安倍政権が打ち出した総合科学技術会議の抜本的強化

白石 隆【Profile】

[2013.03.26] 他の言語で読む : ENGLISH | 简体字 | 繁體字 | FRANÇAIS | ESPAÑOL | العربية |

第2次安倍内閣で初の総合科学技術会議

3月1日、第2次安倍晋三内閣成立以来初めて、政府の総合科学技術会議が開催された。総合科学技術会議は、内閣総理大臣を議長として、総合的、基本的な科学技術・イノベーション政策の企画立案と総合調整をその任務とする。同会議は本来、月1回、1時間程度、開催されるはずであるが、民主党政権下、特に菅直人、野田佳彦首相時代には、せいぜい数カ月に1回、20分程度の開催となっていた。首相が総合科学技術会議にどの程度の時間を割くかで、科学技術イノベーション政策をどれほど重視しているかが具体的に示される。その意味で、安倍首相が会議の席上、「民主党政権下では会議が活発に開催されることがなかった。イノベーションを推進するためにも、政治レベルで、これは重要だというメッセージを出していく必要がある」と述べたことは、まさにその政治的意思を示すものである。
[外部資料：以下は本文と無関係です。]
impl Collector<'_> {
    /// Top level: file usings, namespaces, and types. A file-scoped namespace
    /// applies to every sibling after it.
    fn compilation_unit(&mut self, root: Node<'_>) {
        let mut namespace = String::new();
        let mut cursor = root.walk();
        for child in root.named_children(&mut cursor) {
            match child.kind() {
                "using_directive" => {
                    if let Some(using) = parse_using(node_text(child, self.source)) {
                        self.scopes.file_usings.push(using);
                    }
                },
                "file_scoped_namespace_declaration" => {
                    let Some(name) = declared_name(child, self.source) else { continue };
                    namespace = name;
                    self.declare_namespace(&namespace);
                    self.scopes.namespaces.push(NamespaceScope {
                        extent: child.start_byte()..root.end_byte(),
                        name: namespace.clone(),
                        usings: Vec::new(),
                    });
                },
                _ => self.member(child, &namespace, &[]),
            }
        }
    }

    /// A declaration inside a namespace or type body.
    fn member(&mut self, node: Node<'_>, namespace: &str, outer: &[String]) {
        if node.kind() == "namespace_declaration" {
            self.namespace_block(node, namespace);
        } else if TYPE_DECLARATION_KINDS.contains(&node.kind()) {
            self.type_declaration(node, namespace, outer);
        }
    }

    /// `namespace A.B { ... }`, possibly nested in another block.
    fn namespace_block(&mut self, node: Node<'_>, parent: &str) {
        let Some(name) = declared_name(node, self.source) else { return };
        let full = join(parent, &name);
        self.declare_namespace(&full);

        let Some(body) = node.child_by_field_name("body") else { return };
        let mut usings = Vec::new();
        let mut cursor = body.walk();
        let children: Vec<Node<'_>> = body.named_children(&mut cursor).collect();
        for child in &children {
            if child.kind() == "using_directive"
                && let Some(using) = parse_using(node_text(*child, self.source))
            {
                usings.push(using);
            }
        }
        self.scopes.namespaces.push(NamespaceScope {
            extent: node.start_byte()..node.end_byte(),
            name: full.clone(),
            usings,
        });

        for child in children {
            self.member(child, &full, &[]);
        }
    }

    /// A class, struct, interface, record, enum, or delegate.
    fn type_declaration(&mut self, node: Node<'_>, namespace: &str, outer: &[String]) {
        let Some(name_node) = node.child_by_field_name("name") else { return };
        let name = node_text(name_node, self.source).to_string();
        if name.is_empty() {
            return;
        }

        let mut path: Vec<String> = outer.to_vec();
        path.push(name.clone());
        let qualified_name = join(namespace, &path.join("."));

        let body = node.child_by_field_name("body");
        let mut members = Vec::new();
        let mut nested = Vec::new();
        if let Some(body) = body {
            let mut cursor = body.walk();
            for child in body.named_children(&mut cursor) {
                if TYPE_DECLARATION_KINDS.contains(&child.kind()) {
                    nested.push(child);
                } else {
                    members.extend(member_names(child, self.source));
                }
            }
        }

        tracing::trace!(%qualified_name, members = members.len(), "type declared");
        self.declarations.types.push(DeclaredType {
            members,
            name,
            namespace: namespace.to_string(),
            outer: outer.to_vec(),
        });
        self.scopes.types.push(TypeScope {
            extent: node.start_byte()..node.end_byte(),
            qualified_name,
        });

        for child in nested {
            self.type_declaration(child, namespace, &path);
        }
    }

    /// Record every name a method body can declare, anywhere under `node`.
    fn locals(&mut self, node: Node<'_>) {
        match node.kind() {
            "parameter" => {
                let owner = node.parent().and_then(|list| return list.parent());
                self.declare_local(node.child_by_field_name("name"), owner);
            },
            "implicit_parameter" => self.declare_local(Some(node), node.parent()),
            "catch_declaration" => self.declare_local(node.child_by_field_name("name"), node.parent()),
            "foreach_statement" => {
                let left = node.child_by_field_name("left").filter(|l| return l.kind() == "identifier");
                self.declare_local(left, Some(node));
            },
            "local_function_statement" | "variable_declarator" => {
                self.declare_local(node.child_by_field_name("name"), enclosing_local_scope(node));
            },
            kind if DESIGNATION_KINDS.contains(&kind) => {
                let scope = enclosing_local_scope(node);
                let mut cursor = node.walk();
                let names: Vec<Node<'_>> = node.children_by_field_name("name", &mut cursor).collect();
                for name in names {
                    self.declare_local(Some(name), scope);
                }
            },
            _ => {},
        }

        let mut cursor = node.walk();
        let children: Vec<Node<'_>> = node.named_children(&mut cursor).collect();
        for child in children {
            self.locals(child);
        }
    }

    /// Record `name` as visible across `scope`. Fields and other non-local
    /// declarators have no local scope and are ignored.
    fn declare_local(&mut self, name: Option<Node<'_>>, scope: Option<Node<'_>>) {
        let (Some(name), Some(scope)) = (name, scope) else { return };
        if !matches!(name.kind(), "identifier" | "implicit_parameter") {
            return;
        }
        let text = node_text(name, self.source);
        if text.is_empty() {
            return;
        }
        self.scopes.locals.push(LocalScope {
            extent: scope.start_byte()..scope.end_byte(),
            name: text.to_string(),
        });
    }

    /// Record a namespace name.
    fn declare_namespace(&mut self, name: &str) {
        self.declarations.namespaces.push(name.to_string());
    }
}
3月1日の本会議では、経済成長実現のため、総合科学技術会議の強化と新たな科学技術戦略の策定が決められた。これは、安倍首相が、会議の席上、「イノベーション戦略の全体像を示すため総合戦略を策定したい。総合科学技術会議の司令塔機能を、権限と予算の両面で抜本的に強化する」と述べた通りである。

また、これに先立ち、2月18日には、山本一太科学技術政策担当相が、産業競争力会議(内閣の日本経済再生本部の下に設置。安倍首相が議長)で総合科学技術会議の改革案を提示した。この改革案では、各府省がこれまで独自に計上してきた科学技術関連予算を総合科学技術会議が一元的に配分する機能強化案が大きな柱になっている。政府としては、総合科学技術会議に資源配分権限を付与することで、その司令塔機能強化を考えているということだろう。なお、伝えられるところでは、自民党の政務調査会科学技術・イノベーション戦略調査会が総合科学技術会議の改組について3月末をメドに改革案をまとめる方針であり、科学技術担当相は、与党案も参考としつつ、6月までに改革案を産業競争力会議に示すという。

ボトムアップかトップダウンか

科学技術・イノベーション政策における総合科学技術会議の司令塔機能をいかに強化するか、総合科学技術会議は科学技術関連予算の配分にどう関与すべきか、総合科学技術会議が配分できる予算を20億円にするか、500億円にするか、1500億円にするかは、これまでも総合科学技術会議の改組が議論されるたびに出てきた問題である。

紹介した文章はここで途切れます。